As ofensas foram feitas para duas adolescentes abrigadas na instituição, segundo a apuração.

“Você parece uma prostituta, eu tenho vergonha de ser mulher por causa de você.”

Uma adolescente também contou que um menino portador de deficiência ficava muito tempo preso no balanço na área externa da casa e que no dia anterior ele havia ficado amarrado por 4 horas.

As adolescentes foram ouvidas e relataram que essas e outras agressões psicológicas foram repassadas à coordenação, mas elas desconhecem alguma atitude relevante por parte da instituição.

Frases ditas por educadoras foram apuradas na investigação do MP-PR — Foto: RPC/Reprodução

Frases ditas por educadoras foram apuradas na investigação do MP-PR — Foto: RPC/Reprodução

A denúncia partiu de um grupo de funcionárias que procurou o Conselho Tutelar.

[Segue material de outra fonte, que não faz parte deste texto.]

use diorama_core::{Bounds, CameraPose, NodeDesc, Transform};
use glam::{Vec2, Vec3};

/// Viewport for NDC mapping; degenerate sizes clamp to one pixel.
#[inline]
pub fn viewport_size(width: f64, height: f64) -> Vec2 {
    Vec2::new((width as f32).max(1.0), (height as f32).max(1.0))
}

#[inline]
fn vec3_at(values: &[f32], offset: usize) -> Option<Vec3> {
    values
        .get(offset..offset + 3)
        .map(|v| Vec3::new(v[0], v[1], v[2]))
}

/// Unpack `[px, py, pz, tx, ty, tz]` as sent by the host's orbit controls.
#[inline]
pub fn pose_from_slice(values: &[f32]) -> Option<CameraPose> {
    Some(CameraPose {
        position: vec3_at(values, 0)?,
        target: vec3_at(values, 3)?,
    })
}

/// Build a node description from the flat arrays the JS loader sends:
/// `transform` is position, Euler XYZ rotation, scale; `bounds` is local
/// centre then half extents; `color` is linear RGB. Short arrays fall back to
/// identity, a unit box and white.
pub fn node_desc(name: &str, transform: &[f32], bounds: &[f32], color: &[f32]) -> NodeDesc {
    let identity = Transform::default();
    let transform = Transform {
        position: vec3_at(transform, 0).unwrap_or(identity.position),
        rotation: vec3_at(transform, 3).unwrap_or(identity.rotation),
        scale: vec3_at(transform, 6).unwrap_or(identity.scale),
    };
    let unit = Bounds::default();
    let bounds = Bounds {
        center: vec3_at(bounds, 0).unwrap_or(unit.center),
        half_extents: vec3_at(bounds, 3).unwrap_or(unit.half_extents),
    };
    NodeDesc::new(name, transform)
        .with_bounds(bounds)
        .with_color(vec3_at(color, 0).unwrap_or(Vec3::ONE))
}
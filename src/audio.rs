use fnv::FnvHashMap;
use wasm_bindgen_futures::{spawn_local, JsFuture};
use web_sys as web;

use crate::constants::{sound_path, volume_for};

/// One `<audio>` element per sound key, created on first use.
#[derive(Default)]
pub struct SoundBank {
    elements: FnvHashMap<String, web::HtmlAudioElement>,
}

impl SoundBank {
    fn element(&mut self, key: &str, looping: bool) -> Option<&web::HtmlAudioElement> {
        if !self.elements.contains_key(key) {
            match web::HtmlAudioElement::new_with_src(&sound_path(key)) {
                Ok(el) => {
                    el.set_loop(looping);
                    el.set_volume(volume_for(key));
                    el.set_preload("auto");
                    self.elements.insert(key.to_string(), el);
                }
                Err(e) => {
                    log::error!("[audio] cannot create element for {}: {:?}", key, e);
                    return None;
                }
            }
        }
        self.elements.get(key)
    }

    pub fn play(&mut self, key: &str, looping: bool) {
        let Some(el) = self.element(key, looping) else {
            return;
        };
        if !looping {
            el.set_current_time(0.0);
        }
        play_media(el, key);
    }

    pub fn stop(&mut self, key: &str) {
        if let Some(el) = self.elements.get(key) {
            _ = el.pause();
            el.set_current_time(0.0);
        }
    }
}

/// Start playback and log a rejected play promise (autoplay policy etc).
pub fn play_media(el: &web::HtmlMediaElement, label: &str) {
    match el.play() {
        Ok(promise) => {
            let label = label.to_string();
            spawn_local(async move {
                if let Err(e) = JsFuture::from(promise).await {
                    log::warn!("[audio] play {} rejected: {:?}", label, e);
                }
            });
        }
        Err(e) => log::warn!("[audio] play {} failed: {:?}", label, e),
    }
}
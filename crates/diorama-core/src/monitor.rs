//! The in-scene monitor: a two-slot cross-fade between slide textures and a
//! live video texture, plus brightness/contrast that ease toward a target.
//!
//! At rest both texture slots always point at the current source and `mix`
//! is zero, so the shader output never depends on a stale blend.

use crate::constants::{
    MONITOR_BLEND_SEC, MONITOR_EPSILON, MONITOR_HOVER_BRIGHTNESS, MONITOR_HOVER_CONTRAST,
    MONITOR_IDLE_BRIGHTNESS, MONITOR_IDLE_CONTRAST, MONITOR_SMOOTHING,
    MONITOR_WARMUP_BRIGHTNESS, MONITOR_WARMUP_CONTRAST,
};
use crate::error::RuntimeError;
use crate::scene::TextureId;
use crate::tween::{Ease, Finished, Timeline, Tween};
use bytemuck::{Pod, Zeroable};

#[derive(Clone, Copy, Debug, PartialEq, Eq)]
pub enum Source {
    Slide(u8),
    Video,
}

#[derive(Clone, Copy, Debug, PartialEq, Eq)]
pub enum MonitorPhase {
    Idle { index: u8 },
    Transitioning { from: Source, to: Source },
    VideoPlaying,
}

/// Outcome of a monitor request, mostly for logging and tests.
#[derive(Clone, Copy, Debug, PartialEq, Eq)]
pub enum MonitorAction {
    Advanced { to: u8 },
    /// Terminal slide: direct clicks do nothing until reset.
    Locked,
    /// A blend is already running.
    Ignored,
    VideoStarted,
    /// Blending from video back to slide 0; playback stops when it lands.
    LeavingVideo,
    Reset { stop_video: bool },
}

/// Reported by [`MonitorEngine::tick`] when a blend lands.
#[derive(Clone, Copy, Debug, PartialEq, Eq)]
pub struct Settled {
    pub current: Source,
    pub stop_video: bool,
}

/// Shader inputs, laid out for a single buffer upload.
#[repr(C)]
#[derive(Clone, Copy, Debug, Default, PartialEq, Pod, Zeroable)]
pub struct MonitorUniforms {
    pub texture_a: u32,
    pub texture_b: u32,
    pub mix: f32,
    pub brightness: f32,
    pub contrast: f32,
}

/// Scalar that approaches its target by a fixed fraction per frame and
/// snaps once within epsilon.
#[derive(Clone, Copy, Debug, PartialEq)]
pub struct Smoothed {
    pub value: f32,
    pub target: f32,
}

impl Smoothed {
    pub fn new(value: f32) -> Self {
        Self {
            value,
            target: value,
        }
    }

    pub fn is_converged(&self) -> bool {
        self.value == self.target
    }

    pub fn step(&mut self, factor: f32, epsilon: f32) {
        if self.is_converged() {
            return;
        }
        self.value += (self.target - self.value) * factor;
        if (self.target - self.value).abs() < epsilon {
            self.value = self.target;
        }
    }
}

pub struct MonitorEngine {
    slides: Vec<TextureId>,
    video_texture: Option<TextureId>,
    current: Source,
    next: Source,
    slot_a: Source,
    slot_b: Source,
    mix: Tween,
    stop_video_after_blend: bool,
    brightness: Smoothed,
    contrast: Smoothed,
    smoothing: f32,
    epsilon: f32,
}

impl MonitorEngine {
    pub fn new(slides: Vec<TextureId>) -> Result<Self, RuntimeError> {
        if slides.is_empty() {
            return Err(RuntimeError::NoMonitorSlides);
        }
        Ok(Self {
            slides,
            video_texture: None,
            current: Source::Slide(0),
            next: Source::Slide(0),
            slot_a: Source::Slide(0),
            slot_b: Source::Slide(0),
            mix: Tween::new(MONITOR_BLEND_SEC, Ease::Power2Out),
            stop_video_after_blend: false,
            brightness: Smoothed::new(MONITOR_IDLE_BRIGHTNESS),
            contrast: Smoothed::new(MONITOR_IDLE_CONTRAST),
            smoothing: MONITOR_SMOOTHING,
            epsilon: MONITOR_EPSILON,
        })
    }

    pub fn with_smoothing(mut self, factor: f32, epsilon: f32) -> Self {
        self.smoothing = factor.clamp(0.0, 1.0);
        self.epsilon = epsilon.max(0.0);
        self
    }

    pub fn max_index(&self) -> u8 {
        (self.slides.len() - 1).min(u8::MAX as usize) as u8
    }

    pub fn current(&self) -> Source {
        self.current
    }

    pub fn next(&self) -> Source {
        self.next
    }

    pub fn slots(&self) -> (Source, Source) {
        (self.slot_a, self.slot_b)
    }

    pub fn mix(&self) -> f32 {
        self.mix.value()
    }

    pub fn brightness(&self) -> &Smoothed {
        &self.brightness
    }

    pub fn contrast(&self) -> &Smoothed {
        &self.contrast
    }

    pub fn phase(&self) -> MonitorPhase {
        if self.mix.is_active() {
            return MonitorPhase::Transitioning {
                from: self.current,
                to: self.next,
            };
        }
        match self.current {
            Source::Slide(index) => MonitorPhase::Idle { index },
            Source::Video => MonitorPhase::VideoPlaying,
        }
    }

    pub fn is_transitioning(&self) -> bool {
        self.mix.is_active()
    }

    /// Resting on the last slide.
    pub fn is_locked(&self) -> bool {
        !self.is_transitioning() && self.current == Source::Slide(self.max_index())
    }

    pub fn has_video_texture(&self) -> bool {
        self.video_texture.is_some()
    }

    pub fn attach_video_texture(&mut self, texture: TextureId) {
        self.video_texture.get_or_insert(texture);
    }

    /// Direct click on the monitor.
    pub fn advance(&mut self) -> MonitorAction {
        if self.is_transitioning() {
            return MonitorAction::Ignored;
        }
        match self.current {
            Source::Video => {
                self.stop_video_after_blend = true;
                self.begin_blend(Source::Slide(0));
                MonitorAction::LeavingVideo
            }
            Source::Slide(index) if index >= self.max_index() => MonitorAction::Locked,
            Source::Slide(index) => {
                self.begin_blend(Source::Slide(index + 1));
                MonitorAction::Advanced { to: index + 1 }
            }
        }
    }

    /// Blend into the live video. Needs the video texture attached first.
    pub fn begin_video(&mut self) -> MonitorAction {
        if self.is_transitioning() || self.current == Source::Video || self.video_texture.is_none() {
            return MonitorAction::Ignored;
        }
        self.stop_video_after_blend = false;
        self.begin_blend(Source::Video);
        MonitorAction::VideoStarted
    }

    /// Hard reset to slide 0, cancelling any blend in flight.
    pub fn reset(&mut self) -> MonitorAction {
        let video_involved = self.current == Source::Video
            || (self.is_transitioning() && self.next == Source::Video);
        self.pin(Source::Slide(0));
        MonitorAction::Reset {
            stop_video: video_involved,
        }
    }

    /// Video reached its natural end: back to slide 0 without a blend.
    pub fn video_ended(&mut self) -> MonitorAction {
        let showing_video = self.current == Source::Video || self.next == Source::Video;
        if !showing_video {
            return MonitorAction::Ignored;
        }
        self.pin(Source::Slide(0));
        MonitorAction::Reset { stop_video: false }
    }

    pub fn warm_up(&mut self) {
        self.brightness.value = MONITOR_WARMUP_BRIGHTNESS;
        self.contrast.value = MONITOR_WARMUP_CONTRAST;
    }

    pub fn set_hovered(&mut self, hovered: bool) {
        if hovered {
            self.brightness.target = MONITOR_HOVER_BRIGHTNESS;
            self.contrast.target = MONITOR_HOVER_CONTRAST;
        } else {
            self.brightness.target = MONITOR_IDLE_BRIGHTNESS;
            self.contrast.target = MONITOR_IDLE_CONTRAST;
        }
    }

    pub fn tick(&mut self, dt: f32) -> Option<Settled> {
        self.brightness.step(self.smoothing, self.epsilon);
        self.contrast.step(self.smoothing, self.epsilon);
        match self.mix.tick(dt) {
            Some(Finished::Forward) => {
                let stop_video = std::mem::take(&mut self.stop_video_after_blend);
                self.pin(self.next);
                log::info!("[monitor] settled on {:?}", self.current);
                Some(Settled {
                    current: self.current,
                    stop_video,
                })
            }
            _ => None,
        }
    }

    pub fn uniforms(&self) -> MonitorUniforms {
        MonitorUniforms {
            texture_a: self.texture_for(self.slot_a).0,
            texture_b: self.texture_for(self.slot_b).0,
            mix: self.mix(),
            brightness: self.brightness.value,
            contrast: self.contrast.value,
        }
    }

    pub fn texture_for(&self, source: Source) -> TextureId {
        match source {
            Source::Slide(i) => self
                .slides
                .get(i as usize)
                .copied()
                .unwrap_or(self.slides[0]),
            Source::Video => self.video_texture.unwrap_or(self.slides[0]),
        }
    }

    fn begin_blend(&mut self, to: Source) {
        self.next = to;
        self.slot_a = self.current;
        self.slot_b = to;
        self.mix.restart();
    }

    fn pin(&mut self, source: Source) {
        self.mix.rewind();
        self.stop_video_after_blend = false;
        self.current = source;
        self.next = source;
        self.slot_a = source;
        self.slot_b = source;
    }
}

Elas relataram histórico de violência física, verbal, psicológica, negligência e falta de responsabilidade com os abrigados, principalmente durante a pandemia.

Também disseram, em julho de 2020, que a comida estava sendo servida para os acolhidos sem condição de consumo e com validade alterada.

As investigações começaram há alguns meses, segundo o Ministério Público, e ocorreram sob sigilo para preservar as crianças e os adolescentes.

Para o MP-PR não há dúvidas da violência praticada no local.

“Fomos in loco verificar se procediam ou não essas denúncias. Na hora de ouvir esses relatos contantes, as crianças confirmaram grande parte dessas denúncias para o MP, conselho tutelar, para o nosso assistente social. Ficamos até impressionados. Imediatamente nós expedimos uma recomendação administrativa para que alguns funcionários relatados por essas crianças e adolescentes fossem imediatamente afastados”, contou a promotora da Vara da Infância e Juventude, Josilaine Aleteia de Andrade.

De acordo com o advogado de defesa, Gustavo Pessoa Fazolo, a instituição acredita que as denúncias sejam falsas.

“Nós vamos recorrer. O Lar Anália Franco não concorda com a decisão que foi tomada. A partir do momento que houve a decisão liminar para afastamento de qualquer pessoa que tivesse na coordenação ou como funcionário do lar já foram imediatamente afastados.”

Cerca de 30 crianças e adolescentes estão no lar. Todos foram retirados do convívio familiar pela Vara da Infância e da Juventude.

Agora, a Prefeitura de Londrina tem até 90 dias para fazer a transferência delas para outra instituição.

A Secretaria de Assistência Social de Londrina informou que todo o processo de transferência será efetuado da melhor forma possível, e que todos os procedimentos administrativos estão sendo tomados.

Esclareceu também que não há nenhum problema com o Centro Municipal de Educação Infantil (CMEI) que funciona no local e continua atendendo normalmente crianças de um a cinco anos de idade.